- _WHAT IS REQUIRED_
Please write out the listing beneath this sentence exactly, from its first line to the line with "let mut b = magnitude(b);", and stop there.
◆ ◆ ◆ ◆
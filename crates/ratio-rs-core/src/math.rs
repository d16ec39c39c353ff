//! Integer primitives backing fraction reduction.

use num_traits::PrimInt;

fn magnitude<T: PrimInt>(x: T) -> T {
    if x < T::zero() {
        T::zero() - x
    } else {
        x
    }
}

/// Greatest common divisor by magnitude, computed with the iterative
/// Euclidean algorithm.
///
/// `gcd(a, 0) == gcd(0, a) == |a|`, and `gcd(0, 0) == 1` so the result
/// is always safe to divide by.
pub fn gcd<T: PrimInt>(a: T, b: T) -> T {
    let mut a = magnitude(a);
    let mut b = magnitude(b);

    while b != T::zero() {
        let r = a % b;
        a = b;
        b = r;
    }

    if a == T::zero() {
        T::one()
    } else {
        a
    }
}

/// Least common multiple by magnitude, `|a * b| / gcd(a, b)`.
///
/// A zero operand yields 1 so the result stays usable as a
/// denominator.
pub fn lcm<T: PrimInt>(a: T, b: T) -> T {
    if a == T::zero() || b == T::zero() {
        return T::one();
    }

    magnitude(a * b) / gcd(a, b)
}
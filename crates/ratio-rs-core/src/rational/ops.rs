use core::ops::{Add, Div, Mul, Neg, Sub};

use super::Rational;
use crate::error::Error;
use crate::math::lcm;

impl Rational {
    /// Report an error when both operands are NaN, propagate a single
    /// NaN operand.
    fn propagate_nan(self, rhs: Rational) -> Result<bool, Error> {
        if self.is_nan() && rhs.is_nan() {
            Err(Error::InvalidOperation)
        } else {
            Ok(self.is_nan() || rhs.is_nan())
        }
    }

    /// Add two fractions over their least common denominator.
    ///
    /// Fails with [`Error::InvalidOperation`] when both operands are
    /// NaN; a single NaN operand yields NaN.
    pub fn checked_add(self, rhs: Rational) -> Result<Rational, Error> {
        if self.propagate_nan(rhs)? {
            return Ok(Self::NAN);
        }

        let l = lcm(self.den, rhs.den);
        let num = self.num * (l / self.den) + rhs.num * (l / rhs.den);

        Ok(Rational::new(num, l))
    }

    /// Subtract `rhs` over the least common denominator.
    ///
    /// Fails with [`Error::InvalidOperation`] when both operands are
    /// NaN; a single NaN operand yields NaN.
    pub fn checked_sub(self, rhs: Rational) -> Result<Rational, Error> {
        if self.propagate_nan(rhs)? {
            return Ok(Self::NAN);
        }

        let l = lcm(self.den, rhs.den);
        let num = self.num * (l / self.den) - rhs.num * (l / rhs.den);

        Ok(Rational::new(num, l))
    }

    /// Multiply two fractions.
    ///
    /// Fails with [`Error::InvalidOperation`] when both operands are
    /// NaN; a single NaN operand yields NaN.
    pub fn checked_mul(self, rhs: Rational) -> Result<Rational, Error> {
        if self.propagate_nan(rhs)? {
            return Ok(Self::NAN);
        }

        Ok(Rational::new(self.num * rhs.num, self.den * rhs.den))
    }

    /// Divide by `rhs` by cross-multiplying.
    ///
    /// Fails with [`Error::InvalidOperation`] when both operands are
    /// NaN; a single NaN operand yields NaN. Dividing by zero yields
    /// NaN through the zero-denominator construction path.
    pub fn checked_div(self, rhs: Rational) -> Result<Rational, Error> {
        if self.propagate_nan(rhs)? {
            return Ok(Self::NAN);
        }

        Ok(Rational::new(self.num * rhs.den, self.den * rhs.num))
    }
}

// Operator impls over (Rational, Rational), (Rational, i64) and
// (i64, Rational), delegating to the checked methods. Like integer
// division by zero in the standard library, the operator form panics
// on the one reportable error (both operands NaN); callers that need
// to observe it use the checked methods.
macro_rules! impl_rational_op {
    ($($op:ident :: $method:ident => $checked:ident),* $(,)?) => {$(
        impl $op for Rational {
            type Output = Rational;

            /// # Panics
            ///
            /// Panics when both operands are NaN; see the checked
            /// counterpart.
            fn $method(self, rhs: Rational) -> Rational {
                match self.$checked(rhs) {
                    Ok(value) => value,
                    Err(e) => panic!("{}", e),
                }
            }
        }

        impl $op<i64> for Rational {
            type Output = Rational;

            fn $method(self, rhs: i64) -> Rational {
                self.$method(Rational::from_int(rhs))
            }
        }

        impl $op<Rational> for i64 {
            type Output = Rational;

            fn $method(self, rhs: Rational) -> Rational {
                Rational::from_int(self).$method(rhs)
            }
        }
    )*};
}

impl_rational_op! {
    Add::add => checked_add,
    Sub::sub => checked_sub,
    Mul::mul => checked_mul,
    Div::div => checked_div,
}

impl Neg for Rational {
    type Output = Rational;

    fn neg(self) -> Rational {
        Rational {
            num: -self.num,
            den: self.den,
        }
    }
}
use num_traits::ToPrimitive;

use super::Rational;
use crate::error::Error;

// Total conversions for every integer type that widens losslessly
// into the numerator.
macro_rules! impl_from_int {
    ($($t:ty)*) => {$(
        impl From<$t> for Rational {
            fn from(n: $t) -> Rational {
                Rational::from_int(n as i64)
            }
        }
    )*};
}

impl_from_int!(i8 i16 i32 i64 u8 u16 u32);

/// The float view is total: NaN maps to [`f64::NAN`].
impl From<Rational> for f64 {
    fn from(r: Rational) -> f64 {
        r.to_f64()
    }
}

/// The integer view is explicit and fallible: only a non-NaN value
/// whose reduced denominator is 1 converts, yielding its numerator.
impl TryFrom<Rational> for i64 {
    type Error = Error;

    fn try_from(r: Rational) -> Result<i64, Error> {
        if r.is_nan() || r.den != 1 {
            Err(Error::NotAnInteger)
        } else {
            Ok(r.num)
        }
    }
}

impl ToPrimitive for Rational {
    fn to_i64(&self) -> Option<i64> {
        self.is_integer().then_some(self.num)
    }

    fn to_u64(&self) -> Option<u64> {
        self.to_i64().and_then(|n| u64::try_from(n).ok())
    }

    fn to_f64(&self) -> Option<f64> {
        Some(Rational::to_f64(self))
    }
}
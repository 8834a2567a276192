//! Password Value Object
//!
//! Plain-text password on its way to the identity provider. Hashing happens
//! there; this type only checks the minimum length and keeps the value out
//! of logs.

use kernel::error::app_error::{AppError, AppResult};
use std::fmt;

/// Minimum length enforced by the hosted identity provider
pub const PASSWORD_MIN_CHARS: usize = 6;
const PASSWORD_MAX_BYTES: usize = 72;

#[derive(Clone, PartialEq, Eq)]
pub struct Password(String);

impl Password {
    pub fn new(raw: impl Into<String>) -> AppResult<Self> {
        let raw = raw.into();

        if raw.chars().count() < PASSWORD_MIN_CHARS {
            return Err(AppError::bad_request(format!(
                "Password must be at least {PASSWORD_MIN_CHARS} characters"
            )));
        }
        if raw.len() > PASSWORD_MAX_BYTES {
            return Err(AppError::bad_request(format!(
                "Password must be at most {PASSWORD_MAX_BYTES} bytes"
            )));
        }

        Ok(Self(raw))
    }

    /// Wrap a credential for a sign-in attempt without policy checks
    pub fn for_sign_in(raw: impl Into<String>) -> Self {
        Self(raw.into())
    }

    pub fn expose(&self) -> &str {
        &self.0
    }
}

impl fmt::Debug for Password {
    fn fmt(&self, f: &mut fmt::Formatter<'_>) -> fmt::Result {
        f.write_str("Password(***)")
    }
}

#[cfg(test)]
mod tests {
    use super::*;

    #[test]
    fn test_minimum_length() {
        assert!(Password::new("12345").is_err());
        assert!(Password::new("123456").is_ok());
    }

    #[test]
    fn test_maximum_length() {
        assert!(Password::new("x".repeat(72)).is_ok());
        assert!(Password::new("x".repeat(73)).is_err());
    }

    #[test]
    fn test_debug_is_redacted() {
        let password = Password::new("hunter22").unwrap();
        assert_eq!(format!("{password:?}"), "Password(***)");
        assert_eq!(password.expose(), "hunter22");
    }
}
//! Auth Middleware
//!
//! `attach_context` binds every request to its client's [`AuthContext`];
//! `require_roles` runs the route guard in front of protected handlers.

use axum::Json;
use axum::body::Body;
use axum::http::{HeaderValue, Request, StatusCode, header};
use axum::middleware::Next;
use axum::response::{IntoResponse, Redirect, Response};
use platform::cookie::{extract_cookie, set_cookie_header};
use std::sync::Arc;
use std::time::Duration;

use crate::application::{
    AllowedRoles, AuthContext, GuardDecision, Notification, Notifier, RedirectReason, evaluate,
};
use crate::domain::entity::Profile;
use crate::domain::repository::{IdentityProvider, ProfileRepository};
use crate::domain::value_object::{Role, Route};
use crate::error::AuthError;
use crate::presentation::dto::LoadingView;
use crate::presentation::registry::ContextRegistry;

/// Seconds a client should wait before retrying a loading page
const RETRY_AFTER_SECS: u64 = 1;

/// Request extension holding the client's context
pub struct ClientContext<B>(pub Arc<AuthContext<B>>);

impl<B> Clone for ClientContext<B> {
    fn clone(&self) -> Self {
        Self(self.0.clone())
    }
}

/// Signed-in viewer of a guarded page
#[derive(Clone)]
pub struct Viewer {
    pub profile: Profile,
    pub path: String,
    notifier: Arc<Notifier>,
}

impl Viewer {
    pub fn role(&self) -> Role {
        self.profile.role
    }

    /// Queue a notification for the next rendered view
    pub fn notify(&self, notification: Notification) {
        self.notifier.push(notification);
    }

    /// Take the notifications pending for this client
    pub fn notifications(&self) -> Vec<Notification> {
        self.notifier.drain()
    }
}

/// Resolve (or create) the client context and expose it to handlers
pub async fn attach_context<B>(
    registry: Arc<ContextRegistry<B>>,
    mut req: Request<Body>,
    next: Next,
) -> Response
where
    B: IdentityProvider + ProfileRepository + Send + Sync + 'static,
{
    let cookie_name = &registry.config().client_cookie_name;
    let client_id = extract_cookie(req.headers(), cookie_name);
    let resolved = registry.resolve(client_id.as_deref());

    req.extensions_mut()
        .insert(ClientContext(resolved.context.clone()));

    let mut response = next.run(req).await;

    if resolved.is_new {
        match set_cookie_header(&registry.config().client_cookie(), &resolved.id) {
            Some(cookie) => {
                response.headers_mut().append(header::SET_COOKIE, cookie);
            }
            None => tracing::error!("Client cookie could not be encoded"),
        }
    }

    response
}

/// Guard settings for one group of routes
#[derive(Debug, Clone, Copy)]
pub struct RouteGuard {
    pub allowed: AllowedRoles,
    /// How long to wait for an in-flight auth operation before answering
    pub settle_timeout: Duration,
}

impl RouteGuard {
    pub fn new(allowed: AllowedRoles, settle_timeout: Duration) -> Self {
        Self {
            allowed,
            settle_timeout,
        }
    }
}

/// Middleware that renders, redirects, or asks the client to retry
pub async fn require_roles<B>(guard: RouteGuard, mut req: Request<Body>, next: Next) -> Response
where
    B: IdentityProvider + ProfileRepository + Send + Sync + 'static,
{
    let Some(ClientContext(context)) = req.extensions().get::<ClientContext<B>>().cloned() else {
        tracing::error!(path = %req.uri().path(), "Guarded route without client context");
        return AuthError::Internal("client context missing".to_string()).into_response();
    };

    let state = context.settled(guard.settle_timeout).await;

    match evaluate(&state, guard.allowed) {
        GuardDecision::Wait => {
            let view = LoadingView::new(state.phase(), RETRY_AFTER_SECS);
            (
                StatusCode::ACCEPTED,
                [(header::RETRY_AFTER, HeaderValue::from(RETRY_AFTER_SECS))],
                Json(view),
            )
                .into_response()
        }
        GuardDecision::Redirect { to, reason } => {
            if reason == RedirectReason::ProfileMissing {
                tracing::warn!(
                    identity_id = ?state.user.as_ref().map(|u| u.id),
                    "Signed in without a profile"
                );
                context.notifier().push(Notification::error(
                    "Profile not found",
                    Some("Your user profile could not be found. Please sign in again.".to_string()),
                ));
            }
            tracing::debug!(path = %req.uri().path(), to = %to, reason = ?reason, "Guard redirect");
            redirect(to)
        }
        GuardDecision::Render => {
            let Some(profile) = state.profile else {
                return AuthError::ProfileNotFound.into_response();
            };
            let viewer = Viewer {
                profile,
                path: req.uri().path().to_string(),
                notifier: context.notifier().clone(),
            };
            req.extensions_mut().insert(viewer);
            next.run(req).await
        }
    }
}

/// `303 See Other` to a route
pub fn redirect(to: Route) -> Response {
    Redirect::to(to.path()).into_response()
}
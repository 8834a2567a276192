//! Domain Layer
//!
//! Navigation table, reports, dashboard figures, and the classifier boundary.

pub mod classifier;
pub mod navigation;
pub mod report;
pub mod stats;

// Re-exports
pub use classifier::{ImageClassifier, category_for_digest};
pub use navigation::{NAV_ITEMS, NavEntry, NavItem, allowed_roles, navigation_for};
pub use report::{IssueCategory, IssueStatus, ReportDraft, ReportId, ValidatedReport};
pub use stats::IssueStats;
◆ ◆ ◆ ◆
- _EXERCISE RESPONSE_
filename crates/ratio-rs-core/src/math.rs
repository d16ec39c39c353ff
//! Integer primitives backing fraction reduction.

use num_traits::PrimInt;

fn magnitude<T: PrimInt>(x: T) -> T {
    if x < T::zero() {
        T::zero() - x
    } else {
        x
    }
}

/// Greatest common divisor by magnitude, computed with the iterative
/// Euclidean algorithm.
///
/// `gcd(a, 0) == gcd(0, a) == |a|`, and `gcd(0, 0) == 1` so the result
/// is always safe to divide by.
pub fn gcd<T: PrimInt>(a: T, b: T) -> T {
    let mut a = magnitude(a);
    let mut b = magnitude(b);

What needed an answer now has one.